---- LISTED RECORDS

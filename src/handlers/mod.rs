pub mod round;

use crate::error::SurveyError;
use crate::session::{Advance, SurveySession};
use crate::state::AppState;
use crate::store::ResultsStore;
use chrono::Utc;
use log::{error, info, warn};
use round::{SurveyAction, SurveyButton, apply_buttons, completion_text, load_attachments, round_view};
use serenity::model::application::interaction::message_component::MessageComponentInteraction;
use serenity::model::application::interaction::{Interaction, InteractionResponseType};
use serenity::prelude::*;
use std::collections::HashMap;

type HandlerResult = Result<(), Box<dyn std::error::Error + Send + Sync>>;

/// What to send back once the session lock is released.
#[derive(Debug)]
enum Reply {
    Notice(String),
    Redraw(round::RoundView),
    NextRound {
        saved: String,
        view: round::RoundView,
    },
    Finished(String),
}

async fn send_notice(
    ctx: &Context,
    component: &MessageComponentInteraction,
    text: &str,
) -> Result<(), serenity::Error> {
    component
        .create_interaction_response(&ctx.http, |response| {
            response
                .kind(InteractionResponseType::ChannelMessageWithSource)
                .interaction_response_data(|message| message.content(text).ephemeral(true))
        })
        .await
}

// Routes survey buttons; session state is only touched while the lock is held.
pub async fn handle_component(
    state: &AppState,
    ctx: &Context,
    component: &MessageComponentInteraction,
) -> HandlerResult {
    let custom_id = &component.data.custom_id;
    info!("Received component interaction: {}", custom_id);

    let Some(button) = SurveyButton::parse(custom_id) else {
        warn!("Unhandled component custom_id: {}", custom_id);
        send_notice(ctx, component, "Unknown button action.").await?;
        return Ok(());
    };

    let user_id = component.user.id.to_string();
    let reply = {
        let mut sessions = state.sessions.lock().await;
        route_button(&state.store, &mut sessions, &user_id, &button)
    };

    match reply {
        Reply::Notice(text) => send_notice(ctx, component, &text).await?,
        Reply::Redraw(view) => {
            component
                .create_interaction_response(&ctx.http, |response| {
                    response
                        .kind(InteractionResponseType::UpdateMessage)
                        .interaction_response_data(|message| {
                            message
                                .content(&view.content)
                                .components(|c| apply_buttons(c, &view))
                        })
                })
                .await?;
        }
        Reply::NextRound { saved, view } => {
            component
                .create_interaction_response(&ctx.http, |response| {
                    response
                        .kind(InteractionResponseType::UpdateMessage)
                        .interaction_response_data(|message| message.content(saved).components(|c| c))
                })
                .await?;
            let files = load_attachments(&view).await?;
            component
                .create_followup_message(&ctx.http, |followup| {
                    followup
                        .ephemeral(true)
                        .content(&view.content)
                        .add_files(files)
                        .components(|c| apply_buttons(c, &view))
                })
                .await?;
        }
        Reply::Finished(text) => {
            component
                .create_interaction_response(&ctx.http, |response| {
                    response
                        .kind(InteractionResponseType::UpdateMessage)
                        .interaction_response_data(|message| message.content(text).components(|c| c))
                })
                .await?;
        }
    }

    Ok(())
}

const FINALIZING_NOTICE: &str = "All rounds are saved; press Next to write the final results.";

// Applies one button press to the user's session and decides the reply.
fn route_button(
    store: &ResultsStore,
    sessions: &mut HashMap<String, SurveySession>,
    user_id: &str,
    button: &SurveyButton,
) -> Reply {
    let Some(session) = sessions
        .get_mut(user_id)
        .filter(|session| session.id() == button.session)
    else {
        warn!("Stale session button {} from user {}", button.custom_id(), user_id);
        return Reply::Notice(
            "This survey session is no longer active. Run `/survey start` to begin again.".to_string(),
        );
    };

    session.touch(Utc::now());
    if session.active_round() != Some(button.round) {
        warn!("Stale round button {} from user {}", button.custom_id(), user_id);
        return Reply::Notice("This round is no longer active.".to_string());
    }

    let round = button.round;
    match button.action {
        SurveyAction::Select(index) => match session.current_round_mut() {
            Some(current) => {
                let outcome = current.click(index);
                info!("User {} round {}: {:?}", user_id, round, outcome);
                redraw(session)
            }
            None => Reply::Notice(FINALIZING_NOTICE.to_string()),
        },
        SurveyAction::Reset => match session.current_round_mut() {
            Some(current) => {
                current.reset();
                redraw(session)
            }
            None => Reply::Notice(FINALIZING_NOTICE.to_string()),
        },
        SurveyAction::Next => {
            let outcome = {
                let mut rng = rand::rng();
                session.advance(store, &mut rng)
            };
            match outcome {
                Ok(Advance::NextRound(_)) => match session.current_round() {
                    Some(next) => Reply::NextRound {
                        saved: format!("Round {} / {} saved.", round, session.total_rounds()),
                        view: round_view(session, next),
                    },
                    None => Reply::Notice("The survey has no further rounds.".to_string()),
                },
                Ok(Advance::Finished(report)) => Reply::Finished(completion_text(&report)),
                Err(SurveyError::Ranking(issue)) => {
                    warn!("User {} tried to advance round {}: {}", user_id, round, issue);
                    redraw(session)
                }
                Err(e) => {
                    error!("Failed to save round {} for user {}: {}", round, user_id, e);
                    Reply::Notice(format!(
                        "Could not save your results ({}). Please press Next again.",
                        e
                    ))
                }
            }
        }
    }
}

fn redraw(session: &SurveySession) -> Reply {
    match session.current_round() {
        Some(current) => Reply::Redraw(round_view(session, current)),
        None => Reply::Notice("This round is no longer active.".to_string()),
    }
}

pub async fn handle_interaction(state: &AppState, ctx: &Context, interaction: Interaction) {
    let result = match interaction {
        Interaction::ApplicationCommand(command) => {
            crate::commands::handle_command(state, ctx, &command).await
        }
        Interaction::MessageComponent(component) => {
            let result = handle_component(state, ctx, &component).await;
            if let Err(ref why) = result {
                // The interaction may already be answered; this is best effort.
                let _ = send_notice(ctx, &component, "Something went wrong handling that click.").await;
                error!("Component handler error for {}: {:?}", component.data.custom_id, why);
            }
            Ok(())
        }
        _ => {
            warn!("Unhandled interaction type: {:?}", interaction.kind());
            Ok(())
        }
    };

    if let Err(why) = result {
        error!("Interaction handler error: {:?}", why);
    }
}
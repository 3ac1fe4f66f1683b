use crate::session::{FinalReport, SurveySession};
use crate::survey::{RoundPhase, RoundState};
use serenity::builder::CreateComponents;
use serenity::model::application::component::ButtonStyle;
use serenity::model::channel::AttachmentType;
use std::borrow::Cow;
use std::path::PathBuf;
use uuid::Uuid;

#[derive(Debug, Clone, Copy, PartialEq, Eq)]
pub enum SurveyAction {
    Select(usize),
    Reset,
    Next,
}

/// Decoded button id: `survey_<session>_<round>_<action>[_<index>]`.
#[derive(Debug, Clone, Copy, PartialEq, Eq)]
pub struct SurveyButton {
    pub session: Uuid,
    pub round: u32,
    pub action: SurveyAction,
}

impl SurveyButton {
    pub fn new(session: Uuid, round: u32, action: SurveyAction) -> Self {
        Self {
            session,
            round,
            action,
        }
    }

    pub fn custom_id(&self) -> String {
        let prefix = format!("survey_{}_{}", self.session.simple(), self.round);
        match self.action {
            SurveyAction::Select(index) => format!("{}_select_{}", prefix, index),
            SurveyAction::Reset => format!("{}_reset", prefix),
            SurveyAction::Next => format!("{}_next", prefix),
        }
    }

    pub fn parse(custom_id: &str) -> Option<Self> {
        let parts: Vec<&str> = custom_id.split('_').collect();
        if parts.len() < 4 || parts[0] != "survey" {
            return None;
        }
        let session = Uuid::parse_str(parts[1]).ok()?;
        let round = parts[2].parse().ok()?;
        let action = match (parts[3], parts.get(4)) {
            ("select", Some(index)) if parts.len() == 5 => SurveyAction::Select(index.parse().ok()?),
            ("reset", None) => SurveyAction::Reset,
            ("next", None) => SurveyAction::Next,
            _ => return None,
        };
        Some(Self::new(session, round, action))
    }
}

#[derive(Debug, Clone)]
pub struct ImageButton {
    pub custom_id: String,
    pub label: String,
    pub style: ButtonStyle,
    pub disabled: bool,
}

/// Everything needed to draw one round message.
#[derive(Debug, Clone)]
pub struct RoundView {
    pub content: String,
    pub image_buttons: Vec<ImageButton>,
    pub reset_id: String,
    pub next_id: String,
    pub can_advance: bool,
    pub attachments: Vec<(String, PathBuf)>,
}

pub fn attachment_name(position: usize, path: &std::path::Path) -> String {
    let ext = path
        .extension()
        .and_then(|e| e.to_str())
        .map(|e| e.to_ascii_lowercase())
        .unwrap_or_else(|| "png".to_string());
    format!("image_{}.{}", position + 1, ext)
}

pub fn round_view(session: &SurveySession, state: &RoundState) -> RoundView {
    let session_id = session.id();
    let round = state.round();

    let image_buttons = state
        .images()
        .iter()
        .enumerate()
        .map(|(position, image)| {
            let rank = state.rank_of(&image.key());
            ImageButton {
                custom_id: SurveyButton::new(session_id, round, SurveyAction::Select(position))
                    .custom_id(),
                label: match rank {
                    Some(rank) => format!("Image {}: rank {}", position + 1, rank),
                    None => format!("Select image {}", position + 1),
                },
                style: if rank.is_some() {
                    ButtonStyle::Success
                } else {
                    ButtonStyle::Primary
                },
                disabled: rank.is_some(),
            }
        })
        .collect();

    let status = match state.validate() {
        Ok(_) => "Order complete. Press **Next** to save this round.".to_string(),
        Err(issue) => format!("⚠ {}", issue),
    };

    RoundView {
        content: format!(
            "**AI image ranking**\n**Round {} / {}**\n\
             Click the images in order of preference: the first click is rank 1 (best), \
             the last is rank {}. Use **Reset** to start this round over.\n\n{}",
            round,
            session.total_rounds(),
            state.images().len(),
            status
        ),
        image_buttons,
        reset_id: SurveyButton::new(session_id, round, SurveyAction::Reset).custom_id(),
        next_id: SurveyButton::new(session_id, round, SurveyAction::Next).custom_id(),
        can_advance: state.phase() == RoundPhase::Complete,
        attachments: state
            .images()
            .iter()
            .enumerate()
            .map(|(position, image)| (attachment_name(position, &image.path), image.path.clone()))
            .collect(),
    }
}

pub fn completion_text(report: &FinalReport) -> String {
    let mut text = String::from("Evaluation complete! Thank you.\n\n**Final scores**\n");
    for (category, score) in &report.scores {
        text.push_str(&format!("• {}: {}\n", category, score));
    }
    if let Some(name) = report.snapshot.file_name() {
        text.push_str(&format!("\nSaved as `{}`.", name.to_string_lossy()));
    }
    text
}

pub fn apply_buttons<'c>(c: &'c mut CreateComponents, view: &RoundView) -> &'c mut CreateComponents {
    c.create_action_row(|row| {
        for button in &view.image_buttons {
            row.create_button(|b| {
                b.custom_id(&button.custom_id)
                    .label(&button.label)
                    .style(button.style)
                    .disabled(button.disabled)
            });
        }
        row
    })
    .create_action_row(|row| {
        row.create_button(|b| {
            b.custom_id(&view.reset_id)
                .label("Reset")
                .style(ButtonStyle::Danger)
        })
        .create_button(|b| {
            b.custom_id(&view.next_id)
                .label("Next")
                .style(ButtonStyle::Success)
                .disabled(!view.can_advance)
        })
    })
}

/// Reads the round's images so they can be attached under neutral names.
pub async fn load_attachments(
    view: &RoundView,
) -> Result<Vec<AttachmentType<'static>>, std::io::Error> {
    let mut files = Vec::with_capacity(view.attachments.len());
    for (filename, path) in &view.attachments {
        let data = tokio::fs::read(path).await?;
        files.push(AttachmentType::Bytes {
            data: Cow::Owned(data),
            filename: filename.clone(),
        });
    }
    Ok(files)
}
use serde::{Deserialize, Serialize};
use std::collections::BTreeMap;
use std::fmt;
use std::path::PathBuf;

/// Generation method an image was produced with.
#[derive(Debug, Clone, Copy, PartialEq, Eq, PartialOrd, Ord, Hash, Serialize, Deserialize)]
pub enum Category {
    #[serde(rename = "flux")]
    Flux,
    #[serde(rename = "sdxl")]
    Sdxl,
    #[serde(rename = "sd3")]
    Sd3,
    #[serde(rename = "sd1.5")]
    Sd15,
}

impl Category {
    pub const ALL: [Category; 4] = [Category::Flux, Category::Sdxl, Category::Sd3, Category::Sd15];

    pub fn as_str(&self) -> &'static str {
        match self {
            Category::Flux => "flux",
            Category::Sdxl => "sdxl",
            Category::Sd3 => "sd3",
            Category::Sd15 => "sd1.5",
        }
    }

    pub fn from_name(name: &str) -> Option<Self> {
        Self::ALL.iter().copied().find(|c| c.as_str() == name)
    }
}

impl fmt::Display for Category {
    fn fmt(&self, f: &mut fmt::Formatter<'_>) -> fmt::Result {
        f.write_str(self.as_str())
    }
}

#[derive(Debug, Clone, PartialEq, Eq)]
pub struct RoundImage {
    pub category: Category,
    pub path: PathBuf,
}

impl RoundImage {
    /// Key used in persisted rankings.
    pub fn key(&self) -> String {
        self.path.to_string_lossy().into_owned()
    }
}

/// Image path -> rank (1 = best).
pub type Ranking = BTreeMap<String, u8>;

#[derive(Debug, Clone, PartialEq, Eq, Serialize, Deserialize)]
pub struct RoundRecord {
    pub round: u32,
    pub ranking: Ranking,
}

/// Contents of the running results file and of each snapshot.
#[derive(Debug, Clone, Default, PartialEq, Eq, Serialize, Deserialize)]
pub struct SurveyResults {
    pub rounds: Vec<RoundRecord>,
    #[serde(default)]
    pub final_scores: BTreeMap<String, u32>,
}

#[cfg(test)]
mod tests {
    use super::*;

    #[test]
    fn category_names_round_trip_through_from_name() {
        for category in Category::ALL {
            assert_eq!(Category::from_name(category.as_str()), Some(category));
        }
        assert_eq!(Category::from_name("dalle"), None);
    }

    #[test]
    fn results_without_final_scores_still_parse() {
        let raw = r#"{"rounds": [{"round": 1, "ranking": {"a.png": 1}}]}"#;
        let parsed: SurveyResults = serde_json::from_str(raw).unwrap();
        assert_eq!(parsed.rounds.len(), 1);
        assert_eq!(parsed.rounds[0].ranking["a.png"], 1);
        assert!(parsed.final_scores.is_empty());
    }

    #[test]
    fn results_without_rounds_are_rejected() {
        let raw = r#"{"final_scores": {"flux": 3}}"#;
        assert!(serde_json::from_str::<SurveyResults>(raw).is_err());
    }
}
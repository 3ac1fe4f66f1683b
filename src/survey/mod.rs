pub mod folders;
pub mod ranking;
pub mod scoring;

pub use folders::{GroupedFolders, group_folders, images_for_round};
pub use ranking::{RoundPhase, RoundState};
pub use scoring::{CompletedRound, final_scores};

--------

TASK OBJECTIVE
From the listing above, count the lines that include the word "HashMap" and give the total alone.

YOUR SOLUTION
2